・大昔。それこそ舞台になったようなネットどころか電気もない時代にはどれほど娯楽が貴重な物だっただろう。
伝え聞き想像を巡らせた物語が英雄が今その時だけは目の前に現れ舞い踊る。決して存在しないはずの幻がそこには存在しているのだ。
舞踊、唄、浄瑠璃、歌舞伎。長き時を経て洗練され熟成したとしてもその熱量と質は現代でも変わりはないんじゃないだろうか。
洪水の様にあらゆる情報がひっきりなしに流れてくる日々。それでも悲喜愛憎に彩られる物語、熟練の役者が立ち上げる心の機微に見目麗しい若者から迸るキラキラとした激しい情熱の炎。夢のような。夢だからこそ美しい幻の一夜。
ああ、なんて楽しいんだろう。
・刀剣男士の日常。前回が任務であれば今回は「長期休暇」だったのではないかと。過去作で一人の人生の始まりから終わりまでを見届けた時間に比べれば短いのだろうけれど。
緩やかな時代の流れの中で自らを花咲かぬ木と称した男の家の庭には満開の花の垣根。訪ねてくるのは気の良い若者たちに頼もしき友人。日向ぼっこが大好きな愛らしい猫。世界の全てがここに有るかのような充実した日々。
過去では知る事の無かったその人と自らの足で共に辿るもう一つの歴史の側面。旅人と称してもその体と意思で旅に出たのは初めてだったのではないだろうか。
開幕ですでに手遅れだと察していたかもしれない。だったらこのいずれは消えてしまうこの世界を見てみたい。そんな好奇心があったのだろうか。旅人らしく。
「俺は俺だ」その境界線は比較するものがあるからこそ引くことが出来る。本歌と写し。
では「俺」とは何なのか。与えられた任務を失敗し自己を見失ないただ「俺」に閉じこもってしまったような男が水面に映る自らに問う。写しが写しに問う。合わせ鏡の様な無限回廊に迷い込んでしまったのだろうか。
葛藤と苦悩に抗う意思の輝きも無く無気力にただ流される様な姿は原作とはまるで違う。
小さな住まいで静かに祈るように緩やかな日常の中、無心に何かを作り続けた日々は彼を癒しただろうか。見失ったはずの「俺」を手放し、大きな時代の流れの中で小さな川の流れの様に時と共に揺蕩う命の在り方に何かを見たのだろうか。

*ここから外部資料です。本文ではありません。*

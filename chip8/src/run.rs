use std::collections::VecDeque;
use std::fmt;
use std::io::{BufRead, Write};
use std::time::{Duration, Instant};

use anyhow::{Context, Result};
use log::{debug, info};

use chip8_core::{Chip8, Instruction, Keys, Status};
use display::Display;

use crate::debug;
use crate::keymap::KeyEvent;

/// Instructions a scripted key stays held for before it is released again
pub const KEY_HOLD_CYCLES: u64 = 30;

const NANOS: u128 = 1_000_000_000;

/// How the runner drives the machine
#[derive(Debug, Clone)]
pub struct Settings {
    /// Instructions per second
    pub ips: u32,
    /// Timer ticks per second
    pub timer_hz: u32,
    /// Stop after this many instructions
    pub cycles: Option<u64>,
    /// Don't sleep between instructions; time is derived from the instruction count instead
    pub fast: bool,
    /// Render the frame whenever it changes rather than once at the end
    pub live: bool,
    /// Wait for a line of input after every instruction; `q` quits
    pub step: bool,
    pub keys: Vec<KeyEvent>,
}

/// Why a run stopped without a fault
#[derive(Debug, Clone, Copy, PartialEq, Eq)]
pub enum Halt {
    /// The instruction limit was reached
    Limit(u64),
    /// The program jumped to itself
    Loop(u16),
    /// `Fx0A` is waiting and no scripted press is left to satisfy it
    Blocked(u8),
    /// Stepping was ended from the input
    Quit,
}

impl fmt::Display for Halt {
    fn fmt(&self, f: &mut fmt::Formatter) -> fmt::Result {
        match self {
            Halt::Limit(cycles) => write!(f, "stopped after {} instructions", cycles),
            Halt::Loop(addr) => write!(f, "program settled into a loop at {:#06X}", addr),
            Halt::Blocked(x) => write!(f, "V{:X} is waiting for a key that never comes", x),
            Halt::Quit => write!(f, "quit while stepping"),
        }
    }
}

/// Runs `chip8` until it halts or faults.
///
/// The instruction and timer clocks are independent: each instruction advances time by
/// `1 / ips`, and however many `1 / timer_hz` periods have elapsed since the start get ticked.
pub fn run(
    chip8: &mut Chip8,
    settings: &Settings,
    display: &mut Display,
    input: &mut dyn BufRead,
    out: &mut dyn Write,
) -> Result<Halt> {
    let ips = u128::from(settings.ips.max(1));
    let timer_hz = u128::from(settings.timer_hz);
    let start = Instant::now();

    let mut keys = Keys::new();
    let mut script: Vec<KeyEvent> = settings.keys.clone();
    script.sort_by_key(|event| event.cycle);
    let mut script: VecDeque<KeyEvent> = script.into();
    let mut held: Vec<(u64, u8)> = Vec::new();

    let mut ticks: u128 = 0;
    let mut sounding = false;
    let mut cycle: u64 = 0;

    loop {
        if settings.cycles.map_or(false, |limit| cycle >= limit) {
            return Ok(Halt::Limit(cycle));
        }

        // Handle input
        held.retain(|&(until, key)| {
            if until <= cycle {
                keys.release(key);
                false
            } else {
                true
            }
        });
        while script.front().map_or(false, |event| event.cycle <= cycle) {
            if let Some(event) = script.pop_front() {
                debug!("pressing key {:X} at cycle {}", event.key, cycle);
                keys.press(event.key);
                held.push((cycle + KEY_HOLD_CYCLES, event.key));
            }
        }

        // Update state
        let pc = chip8.state().pc();
        let status = chip8
            .step(&mut keys)
            .with_context(|| format!("halted at {:#06X} after {} instructions", pc, cycle))?;
        cycle += 1;
        match status {
            Status::Executed(Instruction::Jump { addr }) if addr == pc => {
                return Ok(Halt::Loop(pc));
            }
            Status::AwaitingKey { register } if script.is_empty() => {
                return Ok(Halt::Blocked(register));
            }
            _ => {}
        }

        let due = if settings.fast {
            u128::from(cycle) * timer_hz / ips
        } else {
            start.elapsed().as_nanos() * timer_hz / NANOS
        };
        while ticks < due {
            chip8.tick_timers();
            ticks += 1;
            if settings.live {
                if let Some(frame) = chip8.get_frame() {
                    display.render(frame, out)?;
                }
            }
        }
        if chip8.sound_active() != sounding {
            sounding = !sounding;
            info!("sound {}", if sounding { "on" } else { "off" });
        }

        if settings.step && !prompt(chip8, input, out)? {
            return Ok(Halt::Quit);
        }

        // Handle timing
        if !settings.fast {
            let target = Duration::from_nanos((u128::from(cycle) * NANOS / ips) as u64);
            let elapsed = start.elapsed();
            if target > elapsed {
                std::thread::sleep(target - elapsed);
            }
        }
    }
}

/// Shows where the machine stands and reads a line; `false` once the user quits.
fn prompt(chip8: &Chip8, input: &mut dyn BufRead, out: &mut dyn Write) -> Result<bool> {
    out.write_all(debug::status(&chip8.snapshot()).as_bytes())?;
    out.flush()?;
    let mut line = String::new();
    let read = input.read_line(&mut line)?;
    Ok(read > 0 && line.trim() != "q")
}

#[cfg(test)]
mod tests {
    use super::*;
    use chip8_core::Config;

    fn settings() -> Settings {
        Settings {
            ips: 600,
            timer_hz: 60,
            cycles: Some(1_000),
            fast: true,
            live: false,
            step: false,
            keys: Vec::new(),
        }
    }

    fn machine(program: &[u8]) -> Chip8 {
        let mut chip8 = Chip8::new(Config::default().with_seed(0)).unwrap();
        chip8.load_program(program).unwrap();
        chip8
    }

    fn run_with(chip8: &mut Chip8, settings: &Settings) -> Result<Halt> {
        let mut out = Vec::new();
        run(chip8, settings, &mut Display::default(), &mut "".as_bytes(), &mut out)
    }

    #[test]
    fn test_stops_on_jump_to_self() {
        // ADD V0, 1; JP 0x202
        let mut chip8 = machine(&[0x70, 0x01, 0x12, 0x02]);
        assert_eq!(run_with(&mut chip8, &settings()).unwrap(), Halt::Loop(0x202));
        assert_eq!(chip8.state().v(0), 1);
    }

    #[test]
    fn test_stops_at_the_cycle_limit() {
        // ADD V0, 1; JP 0x200
        let mut chip8 = machine(&[0x70, 0x01, 0x12, 0x00]);
        let settings = Settings { cycles: Some(10), ..settings() };
        assert_eq!(run_with(&mut chip8, &settings).unwrap(), Halt::Limit(10));
        assert_eq!(chip8.state().v(0), 5);
    }

    #[test]
    fn test_timers_tick_at_their_own_rate() {
        // LD V0, 30; LD DT, V0; JP 0x204
        let mut chip8 = machine(&[0x60, 0x1E, 0xF0, 0x15, 0x12, 0x04, 0x12, 0x04]);
        let settings = Settings { cycles: Some(102), ..settings() };
        assert_eq!(run_with(&mut chip8, &settings).unwrap(), Halt::Limit(102));
        // 600 instructions per second against 60 ticks: one tick every 10 instructions
        assert_eq!(chip8.state().delay_timer(), 20);
    }

    #[test]
    fn test_scripted_key_resolves_wait() {
        // LD V5, K; JP 0x202
        let mut chip8 = machine(&[0xF5, 0x0A, 0x12, 0x02]);
        let settings = Settings {
            keys: vec![KeyEvent { cycle: 3, key: 0xB }],
            ..settings()
        };
        assert_eq!(run_with(&mut chip8, &settings).unwrap(), Halt::Loop(0x202));
        assert_eq!(chip8.state().v(5), 0xB);
    }

    #[test]
    fn test_wait_without_script_is_blocked() {
        let mut chip8 = machine(&[0xF5, 0x0A]);
        assert_eq!(run_with(&mut chip8, &settings()).unwrap(), Halt::Blocked(5));
    }

    #[test]
    fn test_fault_is_reported_with_context() {
        // SYS 0x123
        let mut chip8 = machine(&[0x01, 0x23]);
        let err = run_with(&mut chip8, &settings()).unwrap_err();
        assert!(err.to_string().starts_with("halted at 0x0200"));
    }

    #[test]
    fn test_live_mode_renders_changed_frames() {
        // LD F, V0; DRW V0, V0, 5; JP 0x204
        let mut chip8 = machine(&[0xF0, 0x29, 0xD0, 0x05, 0x12, 0x04]);
        let settings = Settings { live: true, cycles: Some(40), ..settings() };
        let mut out = Vec::new();
        let mut input = "".as_bytes();
        run(&mut chip8, &settings, &mut Display::default(), &mut input, &mut out).unwrap();
        let text = String::from_utf8(out).unwrap();
        assert!(text.contains("████"));
    }

    #[test]
    fn test_stepping_until_quit() {
        // ADD V0, 1; JP 0x200
        let mut chip8 = machine(&[0x70, 0x01, 0x12, 0x00]);
        let settings = Settings { step: true, ..settings() };
        let mut input = "\n\nq\n".as_bytes();
        let mut out = Vec::new();
        let halt = run(&mut chip8, &settings, &mut Display::default(), &mut input, &mut out);
        assert_eq!(halt.unwrap(), Halt::Quit);
        assert_eq!(chip8.state().v(0), 2);
        let text = String::from_utf8(out).unwrap();
        assert_eq!(text.lines().count(), 3);
        assert!(text.starts_with("PC 0x0202 [1200 JP 0x200]"));
    }

    #[test]
    fn test_stepping_stops_at_end_of_input() {
        let mut chip8 = machine(&[0x70, 0x01, 0x12, 0x00]);
        let settings = Settings { step: true, ..settings() };
        assert_eq!(run_with(&mut chip8, &settings).unwrap(), Halt::Quit);
        assert_eq!(chip8.state().v(0), 1);
    }
}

チャリチャリと懐にため込んだ小銭の音に慎ましい喜びを感じ、何をしようか?旨い物でも食べようか?なんて心が躍ったりしたのだろうか。
水面の波紋に揺れようとも俺は俺
そして閉ざした心をこじ開ける様な仲間の熱は凍てついた大地を覆う雪のような呪いを溶かしただろうか。
そして心は流れだすのだろうか。自らが水であることを思い出す様に。
「この歴史が続けばいい」と聞かれれば
確かにそう思う。けれどそれは続かないだろうなと考えてしまう
だって人は貪欲で愚かだから。その激しさこそが命の本質なのだからと。
叶いもしない夢を見て求めて。薬屋になった男は侍へのあこがれをずっと胸に持ったまま生きているのかもしれない。今の生き方が正しいのかなんて解らないまま。
物語を求める心にも罪悪感を感じながら。